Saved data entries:
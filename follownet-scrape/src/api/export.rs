//! CSV download endpoint

use axum::{
    extract::{Path, State},
    http::header,
    response::{IntoResponse, Response},
    routing::get,
    Router,
};
use tracing::info;
use uuid::Uuid;

use crate::export::{file_name, to_csv};
use crate::{ApiResult, AppState};

/// GET /api/export-csv/:session_id
pub async fn export_csv(
    State(state): State<AppState>,
    Path(session_id): Path<Uuid>,
) -> ApiResult<Response> {
    let snapshot = state.sessions.snapshot(session_id).await?;
    let body = to_csv(&snapshot.records)?;
    let name = file_name(snapshot.platform.as_str(), &session_id);
    info!(
        session_id = %session_id,
        "Exporting {} records as {}",
        snapshot.records.len(),
        name
    );

    Ok((
        [
            (header::CONTENT_TYPE, "text/csv; charset=utf-8".to_string()),
            (
                header::CONTENT_DISPOSITION,
                format!("attachment; filename={}", name),
            ),
        ],
        body,
    )
        .into_response())
}

/// Build export routes
pub fn export_routes() -> Router<AppState> {
    Router::new().route("/api/export-csv/:session_id", get(export_csv))
}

WHAT YOU NEED TO DO: What is needed is an exact restatement of every record above.

WRITTEN RESPONSE:
filename follownet-scrape/src/api/export.rs
//! CSV download endpoint

use axum::{
    extract::{Path, State},
    http::header,
    response::{IntoResponse, Response},
    routing::get,
    Router,
};
use tracing::info;
use uuid::Uuid;

use crate::export::{file_name, to_csv};
use crate::{ApiResult, AppState};

/// GET /api/export-csv/:session_id
pub async fn export_csv(
    State(state): State<AppState>,
    Path(session_id): Path<Uuid>,
) -> ApiResult<Response> {
    let snapshot = state.sessions.snapshot(session_id).await?;
    let body = to_csv(&snapshot.records)?;
    let name = file_name(snapshot.platform.as_str(), &session_id);
    info!(
        session_id = %session_id,
        "Exporting {} records as {}",
        snapshot.records.len(),
        name
    );

    Ok((
        [
            (header::CONTENT_TYPE, "text/csv; charset=utf-8".to_string()),
            (
                header::CONTENT_DISPOSITION,
                format!("attachment; filename={}", name),
            ),
        ],
        body,
    )
        .into_response())
}

/// Build export routes
pub fn export_routes() -> Router<AppState> {
    Router::new().route("/api/export-csv/:session_id", get(export_csv))
}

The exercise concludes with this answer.